--- Exercise material Enclosed Below ---

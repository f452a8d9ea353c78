//! Helper macro for implementing [`Inspect`](crate::Inspect) on plain
//! structs.

/// Implements [`Inspect`](crate::Inspect) for a struct with named fields.
///
/// Fields are listed in the order they should be shown. Capabilities the
/// type implements are listed after `with:` and wire up the matching
/// `as_*` query to return `Some(self)`.
///
/// ```rust,ignore
/// struct Bar { baz: i64, boo: String }
/// impl_inspect_struct!(Bar { baz, boo }, with: [summarizer]);
/// ```
#[macro_export]
macro_rules! impl_inspect_struct {
    (@capability inspector) => {
        fn as_inspector(&self) -> ::core::option::Option<&dyn $crate::Inspector> {
            ::core::option::Option::Some(self)
        }
    };
    (@capability summarizer) => {
        fn as_summarizer(&self) -> ::core::option::Option<&dyn $crate::Summarizer> {
            ::core::option::Option::Some(self)
        }
    };
    (@capability render) => {
        fn as_render(&self) -> ::core::option::Option<&dyn $crate::Render> {
            ::core::option::Option::Some(self)
        }
    };
    (
        $ty:ty { $($field:ident),* $(,)? }
        $(, with: [$($capability:ident),+ $(,)?])?
    ) => {
        impl $crate::Inspect for $ty {
            fn shape(&self) -> $crate::Shape<'_> {
                $crate::Shape::Struct(::std::vec![
                    $($crate::Field::new(::core::stringify!($field), &self.$field)),*
                ])
            }

            $($($crate::impl_inspect_struct!(@capability $capability);)+)?
        }
    };
}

--- End of Enclosed Exercise material ---

- [Aim of the exercise]: Gather up every line from the listing above in which the word "with" occurs.

- [Task answer]:
/// Implements [`Inspect`](crate::Inspect) for a struct with named fields.
/// type implements are listed after `with:` and wire up the matching
/// impl_inspect_struct!(Bar { baz, boo }, with: [summarizer]);
        $(, with: [$($capability:ident),+ $(,)?])?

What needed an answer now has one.